There are also acute health problems that can occur in a short period of time. People with diabetes can suffer from very high blood sugar, known as hyperglycemia, that leads to a condition called diabetic ketoacidosis, or DKA. People with type 1 diabetes can also suffer from rapid and acute low blood sugar, or hypoglycemia. In those who are in the early stages of a diabetes diagnosis, the possibility of having a seizure from very high or very low blood sugar is a very real possibility.
Diabetic Ketoacidosis Can Lead to Seizures in Those With Early Type 1 Diabetes
Those who are in the early days of a diabetes diagnosis may come to a doctor’s office or a hospital complaining of fatigue, intense thirst, and an urge to urinate very frequently. They may also be spilling ketones in their urine. High levels of ketones can indicate diabetic ketoacidosis, a condition that is common in those who have just been diagnosed with diabetes or those with prolonged periods of hyperglycemia. The body is seriously out of balance and is dehydrated, with a low pH and lacking in elements such potassium and magnesium. The patient often has symptoms similar to the flu and may vomit.
The frequency of seizures in early type 1 diabetes is not common, and it is a relatively rare complication of DKA, but they do occur, sometimes due to cerebral edema. Cerebral edema occurs more often in children, occurring in 0.7 to 1 percent of children who present in DKA. These children may have a headache and be lethargic, and on an MRI it may show that they have dilated ventricles. One of the severe potential consequences of cerebral edema is a seizure. If severe symptoms occur, the mortality rate for these patients is quite high, around 70 percent. A slow and steady increase in hydration that avoids overhydration and a slow decrease in blood glucose is important when there is a chance of cerebral edema. This reduces the risk of seizures.
Severe and Prolonged Low Blood Glucose Increases the Frequency of Seizures
Once the patient with early type 1 diabetes leaves the hospital or doctor’s office, management moves from the hands of the doctors to those of the patient and the patient’s family. Type 1 diabetes involves a steep learning curve as the patient learns how to balance insulin, carbohydrates, exercise, stress, illness and all of the other elements of life with diabetes. In this early stage, it is important for the diabetes patient to monitor blood glucose levels frequently to avoid severe low blood glucose, known as hypoglycemia.

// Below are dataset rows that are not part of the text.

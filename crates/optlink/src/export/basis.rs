use crate::model::{BasisStatus, Equation, RelKind, Sense, Variable};

///
/// Basis reconciliation
///
/// Fills in a basis status for items that reach the boundary without one,
/// from bound proximity and multiplier sign. An item whose status is
/// already set keeps it, which makes reconciliation idempotent.
///

/// Basis status of one variable.
#[must_use]
pub fn reconcile_variable(variable: &Variable, sense: Sense, tolerance: f64) -> BasisStatus {
    if variable.basis != BasisStatus::Unset {
        return variable.basis;
    }

    bound_status(
        variable.lower,
        variable.upper,
        variable.level,
        variable.marginal,
        sense,
        tolerance,
    )
}

/// Basis status of one equation. Its relational kind stands in for the
/// two bounds: equality is fixed at the RHS, inequalities carry the RHS
/// as their single bound, free rows have none.
#[must_use]
pub fn reconcile_equation(equation: &Equation, sense: Sense, tolerance: f64) -> BasisStatus {
    if equation.basis != BasisStatus::Unset {
        return equation.basis;
    }

    match equation.kind {
        RelKind::Equality => bound_status(
            equation.rhs,
            equation.rhs,
            equation.level,
            equation.marginal,
            sense,
            tolerance,
        ),
        RelKind::GreaterEq => bound_status(
            equation.rhs,
            f64::INFINITY,
            equation.level,
            equation.marginal,
            sense,
            tolerance,
        ),
        RelKind::LessEq => bound_status(
            f64::NEG_INFINITY,
            equation.rhs,
            equation.level,
            equation.marginal,
            sense,
            tolerance,
        ),
        // Free rows are superbasic unless a status was already assigned.
        RelKind::Free | RelKind::External | RelKind::Conic | RelKind::Logical => {
            BasisStatus::SuperBasic
        }
    }
}

fn bound_status(
    lower: f64,
    upper: f64,
    level: f64,
    marginal: f64,
    sense: Sense,
    tolerance: f64,
) -> BasisStatus {
    match (lower.is_finite(), upper.is_finite()) {
        (true, true) if (lower - upper).abs() < tolerance => {
            // Fixed: the multiplier sign decides which bound carries it.
            if marginal * sense.sign() >= 0.0 {
                BasisStatus::Lower
            } else {
                BasisStatus::Upper
            }
        }
        (true, true) => {
            if (level - lower).abs() < tolerance {
                BasisStatus::Lower
            } else if (level - upper).abs() < tolerance {
                BasisStatus::Upper
            } else {
                BasisStatus::SuperBasic
            }
        }
        (true, false) => {
            if (level - lower).abs() < tolerance {
                BasisStatus::Lower
            } else {
                BasisStatus::SuperBasic
            }
        }
        (false, true) => {
            if (level - upper).abs() < tolerance {
                BasisStatus::Upper
            } else {
                BasisStatus::SuperBasic
            }
        }
        (false, false) => BasisStatus::SuperBasic,
    }
}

While low blood glucose causes shaking, anxiety, sweating and discomfort, severe low blood glucose can lead to coma, seizures, and even death. A recent study with a continuous glucose monitor found that 2-1/4 to 4 hours of hypoglycemia under 60 mg/dl was enough to trigger a seizure. These seizures occur more often at night, since hypoglycemic symptoms are not as obvious at night when the patient is sleeping. 70 percent of hypoglycemic episodes of children with diabetes occur at night time.
Since those with diabetes can also have seizures that are less noticeable than a grand mal seizure, including complex partial seizures and generalized seizures with symptoms of confusion or loss of muscle tone, the frequency of seizures in those with early type 1 diabetes is uncertain. However, the frequency increases with the number and duration of severe hypoglycemic episodes under 60 mg/dl.
Those With Early Type 1 Diabetes Need to Monitor Blood Glucose Levels to Avoid Seizures
Type 1 diabetes is a serious disease that can lead to long term complications; however, in the early stages of the disease doctors and patients need to be vigilant in monitoring for severe high and low glucose that can lead to seizures.
Buckingham, Bruce; Wilson, Darrell, Lecher, Todd et al. 2004. Duration of Nocturnal Hypoglycemia Before Seizures. In Diabetes Care.
Trachtenbarg, David E. 2005. Diabetic Ketoacidosis. American Family Physician.